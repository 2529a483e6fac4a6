//! Order row <-> domain mapping (spec §4.6 C6).

use chrono::{DateTime, Utc};
use rusqlite::{params, Connection, OptionalExtension, Row};
use uuid::Uuid;

use crate::domain::order::{
    AffiliateStatus, Order, OrderEvent, OrderItem, OrderStatus, PaymentStatus, Rejection,
    SettlementMode, Verification, WorkflowStatus,
};
use crate::error::AppResult;

fn parse_dt(s: &str) -> DateTime<Utc> {
    DateTime::parse_from_rfc3339(s).unwrap().with_timezone(&Utc)
}

fn parse_opt_dt(s: Option<String>) -> Option<DateTime<Utc>> {
    s.and_then(|s| DateTime::parse_from_rfc3339(&s).ok().map(|d| d.with_timezone(&Utc)))
}

fn row_to_order(row: &Row) -> rusqlite::Result<Order> {
    let items_json: String = row.get("items")?;
    let items: Vec<OrderItem> = serde_json::from_str(&items_json).unwrap_or_default();
    let verification_json: String = row.get("verification")?;
    let verification: Verification = serde_json::from_str(&verification_json).unwrap_or_default();
    let rejection_json: Option<String> = row.get("rejection")?;
    let rejection: Option<Rejection> = rejection_json.and_then(|s| serde_json::from_str(&s).ok());
    let missing_json: String = row.get("missing_proof_requests")?;
    let missing: Vec<String> = serde_json::from_str(&missing_json).unwrap_or_default();
    let events_json: String = row.get("events")?;
    let events: Vec<OrderEvent> = serde_json::from_str(&events_json).unwrap_or_default();
    let settlement_mode: Option<String> = row.get("settlement_mode")?;

    Ok(Order {
        id: Uuid::parse_str(&row.get::<_, String>("id")?).unwrap_or_default(),
        user_id: Uuid::parse_str(&row.get::<_, String>("user_id")?).unwrap_or_default(),
        brand_user_id: Uuid::parse_str(&row.get::<_, String>("brand_user_id")?).unwrap_or_default(),
        items,
        total_paise: row.get("total_paise")?,
        workflow_status: WorkflowStatus::from_str(&row.get::<_, String>("workflow_status")?)
            .unwrap_or(WorkflowStatus::Created),
        status: match row.get::<_, String>("status")?.as_str() {
            "Shipped" => OrderStatus::Shipped,
            "Delivered" => OrderStatus::Delivered,
            "Cancelled" => OrderStatus::Cancelled,
            "Returned" => OrderStatus::Returned,
            _ => OrderStatus::Ordered,
        },
        payment_status: match row.get::<_, String>("payment_status")?.as_str() {
            "Paid" => PaymentStatus::Paid,
            "Refunded" => PaymentStatus::Refunded,
            "Failed" => PaymentStatus::Failed,
            _ => PaymentStatus::Pending,
        },
        affiliate_status: match row.get::<_, String>("affiliate_status")?.as_str() {
            "Pending_Cooling" => AffiliateStatus::PendingCooling,
            "Approved_Settled" => AffiliateStatus::ApprovedSettled,
            "Rejected" => AffiliateStatus::Rejected,
            "Fraud_Alert" => AffiliateStatus::FraudAlert,
            "Cap_Exceeded" => AffiliateStatus::CapExceeded,
            "Frozen_Disputed" => AffiliateStatus::FrozenDisputed,
            _ => AffiliateStatus::Unchecked,
        },
        frozen: row.get::<_, i64>("frozen")? != 0,
        frozen_at: parse_opt_dt(row.get("frozen_at")?),
        frozen_reason: row.get("frozen_reason")?,
        reactivated_at: parse_opt_dt(row.get("reactivated_at")?),
        external_order_id: row.get("external_order_id")?,
        review_link: row.get("review_link")?,
        verification,
        rejection,
        missing_proof_requests: missing,
        events,
        manager_name: row.get("manager_name")?,
        agency_name: row.get("agency_name")?,
        buyer_name: row.get("buyer_name")?,
        buyer_mobile: row.get("buyer_mobile")?,
        reviewer_name: row.get("reviewer_name")?,
        brand_name: row.get("brand_name")?,
        settlement_mode: settlement_mode.and_then(|s| match s.as_str() {
            "wallet" => Some(SettlementMode::Wallet),
            "external" => Some(SettlementMode::External),
            _ => None,
        }),
        settlement_ref: row.get("settlement_ref")?,
        expected_settlement_date: parse_opt_dt(row.get("expected_settlement_date")?),
        deleted_at: parse_opt_dt(row.get("deleted_at")?),
        created_at: parse_dt(&row.get::<_, String>("created_at")?),
        updated_at: parse_dt(&row.get::<_, String>("updated_at")?),
    })
}

const SELECT_COLS: &str = "id, user_id, brand_user_id, items, total_paise, workflow_status, \
    status, payment_status, affiliate_status, frozen, frozen_at, frozen_reason, reactivated_at, \
    external_order_id, review_link, verification, rejection, missing_proof_requests, events, \
    manager_name, agency_name, buyer_name, buyer_mobile, reviewer_name, brand_name, \
    settlement_mode, settlement_ref, expected_settlement_date, deleted_at, created_at, updated_at";

pub fn insert_order(conn: &Connection, o: &Order) -> AppResult<()> {
    conn.execute(
        "INSERT INTO orders (id, user_id, brand_user_id, items, total_paise, workflow_status, \
         status, payment_status, affiliate_status, frozen, frozen_at, frozen_reason, \
         reactivated_at, external_order_id, review_link, verification, rejection, \
         missing_proof_requests, events, manager_name, agency_name, buyer_name, buyer_mobile, \
         reviewer_name, brand_name, settlement_mode, settlement_ref, expected_settlement_date, \
         deleted_at, created_at, updated_at) \
         VALUES (?1,?2,?3,?4,?5,?6,?7,?8,?9,?10,?11,?12,?13,?14,?15,?16,?17,?18,?19,?20,?21,?22,\
         ?23,?24,?25,?26,?27,?28,?29,?30,?31)",
        params![
            o.id.to_string(),
            o.user_id.to_string(),
            o.brand_user_id.to_string(),
            serde_json::to_string(&o.items).unwrap(),
            o.total_paise,
            o.workflow_status.as_str(),
            format!("{:?}", o.status),
            format!("{:?}", o.payment_status),
            affiliate_status_str(o.affiliate_status),
            o.frozen as i64,
            o.frozen_at.map(|d| d.to_rfc3339()),
            o.frozen_reason,
            o.reactivated_at.map(|d| d.to_rfc3339()),
            o.external_order_id,
            o.review_link,
            serde_json::to_string(&o.verification).unwrap(),
            o.rejection.as_ref().map(|r| serde_json::to_string(r).unwrap()),
            serde_json::to_string(&o.missing_proof_requests).unwrap(),
            serde_json::to_string(&o.events).unwrap(),
            o.manager_name,
            o.agency_name,
            o.buyer_name,
            o.buyer_mobile,
            o.reviewer_name,
            o.brand_name,
            o.settlement_mode.map(|m| match m {
                SettlementMode::Wallet => "wallet",
                SettlementMode::External => "external",
            }),
            o.settlement_ref,
            o.expected_settlement_date.map(|d| d.to_rfc3339()),
            o.deleted_at.map(|d| d.to_rfc3339()),
            o.created_at.to_rfc3339(),
            o.updated_at.to_rfc3339(),
        ],
    )?;
    Ok(())
}

fn affiliate_status_str(s: AffiliateStatus) -> &'static str {
    match s {
        AffiliateStatus::Unchecked => "Unchecked",
        AffiliateStatus::PendingCooling => "Pending_Cooling",
        AffiliateStatus::ApprovedSettled => "Approved_Settled",
        AffiliateStatus::Rejected => "Rejected",
        AffiliateStatus::FraudAlert => "Fraud_Alert",
        AffiliateStatus::CapExceeded => "Cap_Exceeded",
        AffiliateStatus::FrozenDisputed => "Frozen_Disputed",
    }
}

pub fn get_order(conn: &Connection, id: Uuid) -> AppResult<Option<Order>> {
    let sql = format!("SELECT {SELECT_COLS} FROM orders WHERE id = ?1 AND deleted_at IS NULL");
    Ok(conn.query_row(&sql, params![id.to_string()], row_to_order).optional()?)
}

pub fn get_order_by_external_id(conn: &Connection, external_id: &str) -> AppResult<Option<Order>> {
    let sql = format!(
        "SELECT {SELECT_COLS} FROM orders WHERE external_order_id = ?1 AND deleted_at IS NULL"
    );
    Ok(conn
        .query_row(&sql, params![external_id], row_to_order)
        .optional()?)
}

pub fn list_orders_by_user(conn: &Connection, user_id: Uuid) -> AppResult<Vec<Order>> {
    let sql = format!(
        "SELECT {SELECT_COLS} FROM orders WHERE user_id = ?1 AND deleted_at IS NULL \
         ORDER BY created_at DESC"
    );
    let mut stmt = conn.prepare(&sql)?;
    Ok(stmt
        .query_map(params![user_id.to_string()], row_to_order)?
        .collect::<Result<Vec<_>, _>>()?)
}

/// Whole-row replace used by the workflow engine after it mutates an
/// in-memory `Order` — callers hold the row's transaction for the whole
/// read-modify-write unit of work (spec §5 "transactional discipline").
pub fn update_order(conn: &Connection, o: &Order) -> AppResult<()> {
    conn.execute(
        "UPDATE orders SET workflow_status=?2, status=?3, payment_status=?4, affiliate_status=?5, \
         frozen=?6, frozen_at=?7, frozen_reason=?8, reactivated_at=?9, review_link=?10, \
         verification=?11, rejection=?12, missing_proof_requests=?13, events=?14, \
         settlement_mode=?15, settlement_ref=?16, expected_settlement_date=?17, updated_at=?18 \
         WHERE id=?1",
        params![
            o.id.to_string(),
            o.workflow_status.as_str(),
            format!("{:?}", o.status),
            format!("{:?}", o.payment_status),
            affiliate_status_str(o.affiliate_status),
            o.frozen as i64,
            o.frozen_at.map(|d| d.to_rfc3339()),
            o.frozen_reason,
            o.reactivated_at.map(|d| d.to_rfc3339()),
            o.review_link,
            serde_json::to_string(&o.verification).unwrap(),
            o.rejection.as_ref().map(|r| serde_json::to_string(r).unwrap()),
            serde_json::to_string(&o.missing_proof_requests).unwrap(),
            serde_json::to_string(&o.events).unwrap(),
            o.settlement_mode.map(|m| match m {
                SettlementMode::Wallet => "wallet",
                SettlementMode::External => "external",
            }),
            o.settlement_ref,
            o.expected_settlement_date.map(|d| d.to_rfc3339()),
            o.updated_at.to_rfc3339(),
        ],
    )?;
    Ok(())
}

/// Conditional transition guard: only moves `workflow_status` from `from`
/// to `to` if the row is still at `from` and not frozen (spec §4.6 "workflow
/// transitions are compare-and-swap, never blind overwrites").
pub fn try_transition(
    conn: &Connection,
    order_id: Uuid,
    from: WorkflowStatus,
    to: WorkflowStatus,
) -> rusqlite::Result<usize> {
    conn.execute(
        "UPDATE orders SET workflow_status = ?3, updated_at = ?4 \
         WHERE id = ?1 AND workflow_status = ?2 AND frozen = 0",
        params![
            order_id.to_string(),
            from.as_str(),
            to.as_str(),
            Utc::now().to_rfc3339()
        ],
    )
}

▶ **Exercise description**:
Tell how many lines in the material above include the word "crate", giving the number only.

▶ **Task solution**:
2